Re: [htdig] Search results


Gilles Detillieux (grdetil@scrc.umanitoba.ca)
Tue, 10 Aug 1999 15:16:24 -0500 (CDT)


According to peter karlsson:
> > 1) which version of ht://Dig is causing you this problem?
>
> 3.1.2
>
> > 2) have you applied any patches to it, or made any changes at all to
> > the source? if so, what?
>
> I recently applied the patches that were posted to this list. The last
> databse update (of August 1st) was done using hte old version, though.

It's possible that the recent patch for HTTP header parsing would solve this
problem, but given the behaviour you're describing it seems unlikely to have
an impact. Still, it may be worth running a test run of htdig using just
a few of the problem documents as your start_url. If you run with -vvv,
I'd be interested in seeing what it's picking up for the Content-Type header.

> > 3) what is your OS version?
>
> Solaris 2.5.1.
>
> > 4) what does your htdig.conf file look like? (you may strip out comments
> > and any attributes you don't want to post to the list, but I'm interested
> > in seeing any attributes that may have an impact on what gets indexed
> > in the documents, and what gets stripped out)
>
> database_dir: /opt/www/htdig/db
> start_url: http://www.mds.mdh.se/ http://info.mds.mdh.se/ http://chess.mds.mdh.se/ http://mud.mds.mdh.se/ http://clay.mds.mdh.se/ http://parallax.mds.mdh.se/ http://proxy.mds.mdh.se/proxy/ http://hitta.mds.mdh.se/
> limit_urls_to: ${start_url}
[snip]
> locale: sv
> iso_8601: yes
> http_proxy: http://127.0.0.1:3128

I didn't see anything suspect above, but I'm curious about the proxy
server you're running on your local host. It seems that htdig is indexing
HTML files as though they were plain text, not HTML. I'm wondering if
it's possible that your proxy server is messing up the Content-Type
headers from your web servers, or your web servers themselves aren't
putting out the right headers.

I tried a search for "star wars" on your site, as you suggested, and it
turned up lots of pages. Most of these were plain text. Of the HTML
ones, some of the URLs ended in .html, most in .htm, and three just with
"/". All the .htm files had the problem, and none of the .html ones did.
Strangely, 2 of the 3 URLs ending in "/" had the problem.

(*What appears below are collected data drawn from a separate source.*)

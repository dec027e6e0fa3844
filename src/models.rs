use std::fmt;
use std::str::FromStr;

use chrono::NaiveDateTime;
use serde::{Deserialize, Deserializer, Serialize};
use serde_json::{Map, Value};
use sha2::{Digest, Sha256};
use uuid::Uuid;

/// Largest absolute coordinate a stored position may carry.
pub const POSITION_LIMIT: f64 = 100_000.0;

pub const DEFAULT_EDGE_TYPE: &str = "default";

#[derive(Debug, Clone, Copy, PartialEq, Eq, Hash, Serialize, Deserialize, Default)]
#[serde(rename_all = "snake_case")]
pub enum NodeType {
    #[default]
    Rectangle,
    Rounded,
    Diamond,
    Circle,
    Parallelogram,
    Hexagon,
    Cylinder,
    Document,
    Note,
    Task,
}

impl NodeType {
    pub const fn as_db_value(self) -> &'static str {
        match self {
            NodeType::Rectangle => "rectangle",
            NodeType::Rounded => "rounded",
            NodeType::Diamond => "diamond",
            NodeType::Circle => "circle",
            NodeType::Parallelogram => "parallelogram",
            NodeType::Hexagon => "hexagon",
            NodeType::Cylinder => "cylinder",
            NodeType::Document => "document",
            NodeType::Note => "note",
            NodeType::Task => "task",
        }
    }

    pub fn from_db_value(value: &str) -> Option<Self> {
        match value {
            "rectangle" => Some(NodeType::Rectangle),
            "rounded" => Some(NodeType::Rounded),
            "diamond" => Some(NodeType::Diamond),
            "circle" => Some(NodeType::Circle),
            "parallelogram" => Some(NodeType::Parallelogram),
            "hexagon" => Some(NodeType::Hexagon),
            "cylinder" => Some(NodeType::Cylinder),
            "document" => Some(NodeType::Document),
            "note" => Some(NodeType::Note),
            "task" => Some(NodeType::Task),
            _ => None,
        }
    }
}

#[derive(
    Debug, Clone, Copy, PartialEq, Eq, Hash, PartialOrd, Ord, Serialize, Deserialize, Default,
)]
#[serde(transparent)]
pub struct DocumentId(pub Uuid);

impl fmt::Display for DocumentId {
    fn fmt(&self, f: &mut fmt::Formatter<'_>) -> fmt::Result {
        write!(f, "{}", self.0)
    }
}

impl FromStr for DocumentId {
    type Err = uuid::Error;

    fn from_str(s: &str) -> std::result::Result<Self, Self::Err> {
        Uuid::from_str(s).map(Self)
    }
}

impl From<Uuid> for DocumentId {
    fn from(value: Uuid) -> Self {
        Self(value)
    }
}

#[derive(Debug, Clone, PartialEq, Eq, Hash, PartialOrd, Ord, Serialize, Deserialize)]
#[serde(transparent)]
pub struct NodeId(pub String);

impl fmt::Display for NodeId {
    fn fmt(&self, f: &mut fmt::Formatter<'_>) -> fmt::Result {
        f.write_str(&self.0)
    }
}

impl From<&str> for NodeId {
    fn from(value: &str) -> Self {
        Self(value.to_string())
    }
}

impl NodeId {
    pub fn as_str(&self) -> &str {
        &self.0
    }
}

#[derive(Debug, Clone, PartialEq, Eq, Hash, PartialOrd, Ord, Serialize, Deserialize)]
#[serde(transparent)]
pub struct EdgeId(pub String);

impl fmt::Display for EdgeId {
    fn fmt(&self, f: &mut fmt::Formatter<'_>) -> fmt::Result {
        f.write_str(&self.0)
    }
}

impl From<&str> for EdgeId {
    fn from(value: &str) -> Self {
        Self(value.to_string())
    }
}

impl EdgeId {
    pub fn as_str(&self) -> &str {
        &self.0
    }
}

#[derive(Debug, Clone, Copy, PartialEq, Serialize, Deserialize, Default)]
pub struct Position {
    pub x: f64,
    pub y: f64,
}

impl Position {
    pub const fn new(x: f64, y: f64) -> Self {
        Self { x, y }
    }

    /// Finite and within [`POSITION_LIMIT`] on both axes.
    pub fn is_valid(&self) -> bool {
        self.x.is_finite()
            && self.y.is_finite()
            && self.x.abs() <= POSITION_LIMIT
            && self.y.abs() <= POSITION_LIMIT
    }
}

#[derive(Debug, Clone, Copy, PartialEq, Serialize, Deserialize)]
pub struct Viewport {
    pub x: f64,
    pub y: f64,
    pub zoom: f64,
}

impl Viewport {
    /// Finite pan offsets and a finite, positive zoom.
    pub fn is_valid(&self) -> bool {
        self.x.is_finite() && self.y.is_finite() && self.zoom.is_finite() && self.zoom > 0.0
    }
}

impl Default for Viewport {
    fn default() -> Self {
        Self {
            x: 0.0,
            y: 0.0,
            zoom: 1.0,
        }
    }
}

/// Node payload. Keys the core does not know about are kept in `extra` and
/// written back untouched.
#[derive(Debug, Clone, PartialEq, Serialize, Deserialize, Default)]
#[serde(rename_all = "camelCase")]
pub struct NodeData {
    #[serde(default)]
    pub label: String,
    #[serde(default, skip_serializing_if = "Value::is_null")]
    pub style: Value,
    #[serde(default)]
    pub locked: bool,
    #[serde(default, skip_serializing_if = "Option::is_none")]
    pub task_id: Option<String>,
    #[serde(flatten)]
    pub extra: Map<String, Value>,
}

impl NodeData {
    pub fn labeled(label: impl Into<String>) -> Self {
        Self {
            label: label.into(),
            ..Self::default()
        }
    }
}

#[derive(Debug, Clone, PartialEq, Serialize, Deserialize)]
#[serde(rename_all = "camelCase")]
pub struct Node {
    pub id: NodeId,
    #[serde(rename = "type", default)]
    pub node_type: NodeType,
    pub position: Position,
    #[serde(default)]
    pub data: NodeData,
}

impl Node {
    pub fn new(id: impl Into<String>, position: Position, data: NodeData) -> Self {
        Self {
            id: NodeId(id.into()),
            node_type: NodeType::default(),
            position,
            data,
        }
    }

    pub fn is_locked(&self) -> bool {
        self.data.locked
    }
}

fn default_edge_type() -> String {
    DEFAULT_EDGE_TYPE.to_string()
}

#[derive(Debug, Clone, PartialEq, Serialize, Deserialize)]
#[serde(rename_all = "camelCase")]
pub struct Edge {
    pub id: EdgeId,
    pub source: NodeId,
    pub target: NodeId,
    #[serde(default, skip_serializing_if = "Option::is_none")]
    pub source_handle: Option<String>,
    #[serde(default, skip_serializing_if = "Option::is_none")]
    pub target_handle: Option<String>,
    #[serde(rename = "type", default = "default_edge_type")]
    pub edge_type: String,
    #[serde(default, skip_serializing_if = "Option::is_none")]
    pub label: Option<String>,
    #[serde(default, skip_serializing_if = "Option::is_none")]
    pub label_style: Option<Value>,
    #[serde(default, skip_serializing_if = "Option::is_none")]
    pub style: Option<Value>,
    #[serde(default, skip_serializing_if = "Option::is_none")]
    pub marker_start: Option<Value>,
    #[serde(default, skip_serializing_if = "Option::is_none")]
    pub marker_end: Option<Value>,
    #[serde(default)]
    pub animated: bool,
    #[serde(default)]
    pub connection_hash: String,
}

impl Edge {
    pub fn new(id: impl Into<String>, source: impl Into<String>, target: impl Into<String>) -> Self {
        let mut edge = Self {
            id: EdgeId(id.into()),
            source: NodeId(source.into()),
            target: NodeId(target.into()),
            source_handle: None,
            target_handle: None,
            edge_type: default_edge_type(),
            label: None,
            label_style: None,
            style: None,
            marker_start: None,
            marker_end: None,
            animated: false,
            connection_hash: String::new(),
        };
        edge.refresh_connection_hash();
        edge
    }

    pub fn touches(&self, node_id: &NodeId) -> bool {
        &self.source == node_id || &self.target == node_id
    }

    pub fn refresh_connection_hash(&mut self) {
        self.connection_hash = connection_hash(&self.source, &self.target, &self.edge_type);
    }
}

/// Fingerprint of `(source, target, type)`: hex of the first 16 bytes of a
/// SHA-256 over the NUL-separated fields.
pub fn connection_hash(source: &NodeId, target: &NodeId, edge_type: &str) -> String {
    let mut hasher = Sha256::new();
    hasher.update(source.as_str().as_bytes());
    hasher.update([0u8]);
    hasher.update(target.as_str().as_bytes());
    hasher.update([0u8]);
    hasher.update(edge_type.as_bytes());
    let digest = hasher.finalize();
    hex::encode(&digest[..16])
}

/// Nodes and edges are kept ordered by id, the same order the store loads
/// them in, so equal contents always compare equal.
#[derive(Debug, Clone, PartialEq, Serialize, Deserialize)]
#[serde(rename_all = "camelCase")]
pub struct Document {
    pub id: DocumentId,
    pub name: String,
    #[serde(skip_serializing_if = "Option::is_none")]
    pub description: Option<String>,
    pub viewport: Viewport,
    pub created_at: NaiveDateTime,
    pub updated_at: NaiveDateTime,
    pub nodes: Vec<Node>,
    pub edges: Vec<Edge>,
}

impl Document {
    pub fn node(&self, id: &NodeId) -> Option<&Node> {
        self.nodes.iter().find(|node| &node.id == id)
    }

    pub fn edge(&self, id: &EdgeId) -> Option<&Edge> {
        self.edges.iter().find(|edge| &edge.id == id)
    }

    pub fn contains_node(&self, id: &NodeId) -> bool {
        self.node(id).is_some()
    }

    pub(crate) fn insert_node(&mut self, node: Node) {
        let at = self.nodes.partition_point(|existing| existing.id < node.id);
        self.nodes.insert(at, node);
    }

    pub(crate) fn insert_edge(&mut self, edge: Edge) {
        let at = self.edges.partition_point(|existing| existing.id < edge.id);
        self.edges.insert(at, edge);
    }
}

#[derive(Debug, Clone, Serialize)]
#[serde(rename_all = "camelCase")]
pub struct DocumentSummary {
    pub id: DocumentId,
    pub name: String,
    #[serde(skip_serializing_if = "Option::is_none")]
    pub description: Option<String>,
    pub created_at: NaiveDateTime,
    pub updated_at: NaiveDateTime,
    pub node_count: i64,
    pub edge_count: i64,
}

#[derive(Debug, Clone, Serialize)]
#[serde(rename_all = "camelCase")]
pub struct Paged<T> {
    pub page: u32,
    pub limit: u32,
    pub items: Vec<T>,
}

#[derive(Debug, Clone, Deserialize, Default)]
#[serde(rename_all = "camelCase")]
pub struct ListDocumentsQuery {
    pub page: Option<u32>,
    pub limit: Option<u32>,
}

impl ListDocumentsQuery {
    pub fn pagination(&self) -> (u32, u32) {
        let page = self.page.unwrap_or(1).max(1);
        let limit = self.limit.unwrap_or(25).clamp(1, 200);
        (page, limit)
    }
}

#[derive(Debug, Clone, Deserialize)]
#[serde(rename_all = "camelCase")]
pub struct CreateDocumentPayload {
    pub name: String,
    pub description: Option<String>,
    pub viewport: Option<Viewport>,
    #[serde(default)]
    pub nodes: Vec<Node>,
    #[serde(default)]
    pub edges: Vec<Edge>,
}

/// Association between a diagram and an item of the host task list.
#[derive(Debug, Clone, PartialEq, Serialize)]
#[serde(rename_all = "camelCase")]
pub struct TaskLink {
    pub document_id: DocumentId,
    pub task_id: String,
    pub created_at: NaiveDateTime,
}

/// Where a task is referenced: either a node's `taskId` or a document-level link
/// (`node_id` is `None`).
#[derive(Debug, Clone, PartialEq, Eq, Hash, PartialOrd, Ord, Serialize)]
#[serde(rename_all = "camelCase")]
pub struct TaskReference {
    pub document_id: DocumentId,
    #[serde(skip_serializing_if = "Option::is_none")]
    pub node_id: Option<NodeId>,
}

/// Deserializes a present field (including `null`) as `Some(..)` so partial
/// updates can tell "clear" apart from "leave unchanged".
pub(crate) fn double_option<'de, D, T>(deserializer: D) -> Result<Option<Option<T>>, D::Error>
where
    D: Deserializer<'de>,
    T: Deserialize<'de>,
{
    Option::<T>::deserialize(deserializer).map(Some)
}

#[cfg(test)]
mod tests {
    use serde_json::json;

    use super::*;

    #[test]
    fn connection_hash_tracks_source_target_and_type() {
        let edge = Edge::new("e1", "a", "b");
        let same = Edge::new("e2", "a", "b");
        assert_eq!(edge.connection_hash, same.connection_hash);
        assert_eq!(edge.connection_hash.len(), 32);

        let reversed = Edge::new("e3", "b", "a");
        assert_ne!(edge.connection_hash, reversed.connection_hash);

        let mut typed = Edge::new("e4", "a", "b");
        typed.edge_type = "smoothstep".to_string();
        typed.refresh_connection_hash();
        assert_ne!(edge.connection_hash, typed.connection_hash);
    }

    #[test]
    fn connection_hash_separates_fields() {
        let left = connection_hash(&NodeId::from("ab"), &NodeId::from("c"), "x");
        let right = connection_hash(&NodeId::from("a"), &NodeId::from("bc"), "x");
        assert_ne!(left, right);
    }

    #[test]
    fn position_validity_checks_bounds_and_finiteness() {
        assert!(Position::new(0.0, 0.0).is_valid());
        assert!(Position::new(-100_000.0, 100_000.0).is_valid());
        assert!(!Position::new(100_000.5, 0.0).is_valid());
        assert!(!Position::new(f64::NAN, 5.0).is_valid());
        assert!(!Position::new(0.0, f64::INFINITY).is_valid());
    }

    #[test]
    fn viewport_validity_rejects_non_finite_and_flat_zoom() {
        assert!(Viewport::default().is_valid());
        assert!(
            !Viewport {
                x: f64::NAN,
                ..Viewport::default()
            }
            .is_valid()
        );
        assert!(
            !Viewport {
                zoom: 0.0,
                ..Viewport::default()
            }
            .is_valid()
        );
        assert!(
            !Viewport {
                zoom: f64::INFINITY,
                ..Viewport::default()
            }
            .is_valid()
        );
    }

    #[test]
    fn node_data_keeps_unknown_keys() {
        let raw = json!({
            "label": "Review",
            "locked": true,
            "taskId": "task-7",
            "icon": "flag",
            "color": {"fill": "#fff"}
        });
        let data: NodeData = serde_json::from_value(raw.clone()).expect("valid node data");
        assert_eq!(data.label, "Review");
        assert!(data.locked);
        assert_eq!(data.task_id.as_deref(), Some("task-7"));
        assert_eq!(data.extra.get("icon"), Some(&json!("flag")));

        let back = serde_json::to_value(&data).expect("serializable");
        assert_eq!(back, raw);
    }

    #[test]
    fn node_type_db_values_are_stable() {
        for kind in [
            NodeType::Rectangle,
            NodeType::Rounded,
            NodeType::Diamond,
            NodeType::Circle,
            NodeType::Parallelogram,
            NodeType::Hexagon,
            NodeType::Cylinder,
            NodeType::Document,
            NodeType::Note,
            NodeType::Task,
        ] {
            assert_eq!(NodeType::from_db_value(kind.as_db_value()), Some(kind));
        }
        assert_eq!(NodeType::from_db_value("blob"), None);
    }

    #[test]
    fn edge_defaults_apply_when_deserializing() {
        let edge: Edge = serde_json::from_value(json!({
            "id": "e1",
            "source": "a",
            "target": "b"
        }))
        .expect("minimal edge");
        assert_eq!(edge.edge_type, DEFAULT_EDGE_TYPE);
        assert!(!edge.animated);
        assert!(edge.label.is_none());
    }

    #[test]
    fn pagination_clamps_values() {
        let query = ListDocumentsQuery {
            page: Some(0),
            limit: Some(1_000),
        };
        assert_eq!(query.pagination(), (1, 200));
        assert_eq!(ListDocumentsQuery::default().pagination(), (1, 25));
    }
}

In any case, the first thing I'd check is to make sure your proxy server
and your web servers are set up to return the right MIME type for .htm.
Next, for any documents that have the problem, have a look at what
"htdig -vvv" is picking up for their Content-Type header. If it's
text/plain, or text/* other than text/html, that's the cause of the
problem. You may also want to temporarily disable the http_proxy
attribute, if you can, just to see if it's the proxy server that's
the problem.

-- 
Gilles R. Detillieux              E-mail: <grdetil@scrc.umanitoba.ca>
Spinal Cord Research Centre       WWW:    http://www.scrc.umanitoba.ca/~grdetil
Dept. Physiology, U. of Manitoba  Phone:  (204)789-3766
Winnipeg, MB  R3E 3J7  (Canada)   Fax:    (204)789-3930

------------------------------------ To unsubscribe from the htdig mailing list, send a message to htdig@htdig.org containing the single word unsubscribe in the SUBJECT of the message.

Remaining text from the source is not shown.